Torgerson was would up now, and I could not stop his peroration. “There’s been a great metamorphosis in recent years in the South, the Volkswagen dealership for example comparable in size to anything you’ll find anywhere.”
“The KKK which used to be a major factor in this community isn’t a factor anymore, both the membership and the influence have diminished, and I cannot think of any place where the black is denied entrance, with the possible exception of private clubs. We don’t have any antagonistic-type black leaders working against racial harmony. Since the advent of black pride, black power, there is a little tendency to be self-segregating. On our station, we have a program we call Adventures in Black History to point out the contributions black people have made—a black minister does it. I have blacks working in the WAIC Soul Shop, and there’s a black druggist here, a man eminently qualified, who is a local boy who went north and came back, received his training at the University of Illinois. We have a certain degree of black business, including this gas station here, which is owned by a black. The key is racial harmony, and education, and we’ll try to provide our people with both, ‘cause we’re gonna live together a long time. Every major retailer hires black clerks, Sears has a couple of black department heads, there’s a black business college here, and a black and white Careen Training Institute.

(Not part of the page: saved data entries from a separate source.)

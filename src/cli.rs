//! Command-line options, per §6. Deliberately out of the core per §1; a
//! thin `clap` derive struct, matching the options table rather than the
//! original's hand-rolled `cxxopts` parsing.

use clap::Parser;

#[derive(Parser, Debug)]
#[command(name = "us-blkback", version, about = "Userspace block-device backend")]
pub struct Args {
    /// Pin the process to this CPU index; failure is fatal.
    #[arg(short, long)]
    pub affinity: Option<usize>,

    /// Poll the hypervisor-interface driver until it is ready, rather than
    /// failing at startup.
    #[arg(short, long)]
    pub wait: bool,

    /// Run as a managed platform service; after this completes, the
    /// process exits 0.
    #[cfg(windows)]
    #[arg(long = "windows-svc")]
    pub windows_svc: bool,

    /// Elevate process priority.
    #[cfg(windows)]
    #[arg(long = "high-priority")]
    pub high_priority: bool,
}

“Of course we have transplants, too, new ideas, like any other hybrid we’re generally stronger. We’re not nearly as inbred as we used to be. We’ve been withdrawn in this part of the South for many, many years, but we’ve become more aggressive, and as people come in they’ve helped us become more aggressive—we don’t wear crinolines anymore, no we don’t.”
“And about our politics, well, George Wallace got a lot of votes in Indiana, let’s face it. I’m not saying I’m going to have a black minister come home to dinner tonight, ‘cause I’m not. But things are changing. I had a man the other day, owns an appliance store, he never believed you could send a black repairman into somebody’s house. Now he can’t find a white … He asks me if I know a black man who makes a good appearance. That’s progress . . .”
Of course, there’s a tremendous lack of skilled blacks, and the problem is training and education. It’s no longer a matter of lack of opportunity, it’s a matter of lack of skills. We’re still two generations from full equality, but so are they in Chicago, in Detroit, and have you ever been in Harlem?”
Glazed by the two hours in which this man in the green shirt had laid Meridian out before us as an entrepreneur’s dream, a Shoney’s Po’ Boy (!) on every corner and progress everywhere, even at the country club, I dropped him off and drove through the still-deserted streets of the downtown. A few black women were on the streets and they carried umbrellas against the sun. It was almost five o’clock. In the middle of 22nd Avenue, the main street of Meridian, there was a man holding a shotgun. He had on a pink shirt and a golfing cap, and in one ear there was a hearing aid. He raised the shotgun and shot toward the roof of a building several times.
I stopped the car and watched him a while, then approached him. “What are you shooting at?” I asked.
“Pi-eagins,” he said cheerfully.
In this one demented afternoon Mississippi lost much of its power to astonish me.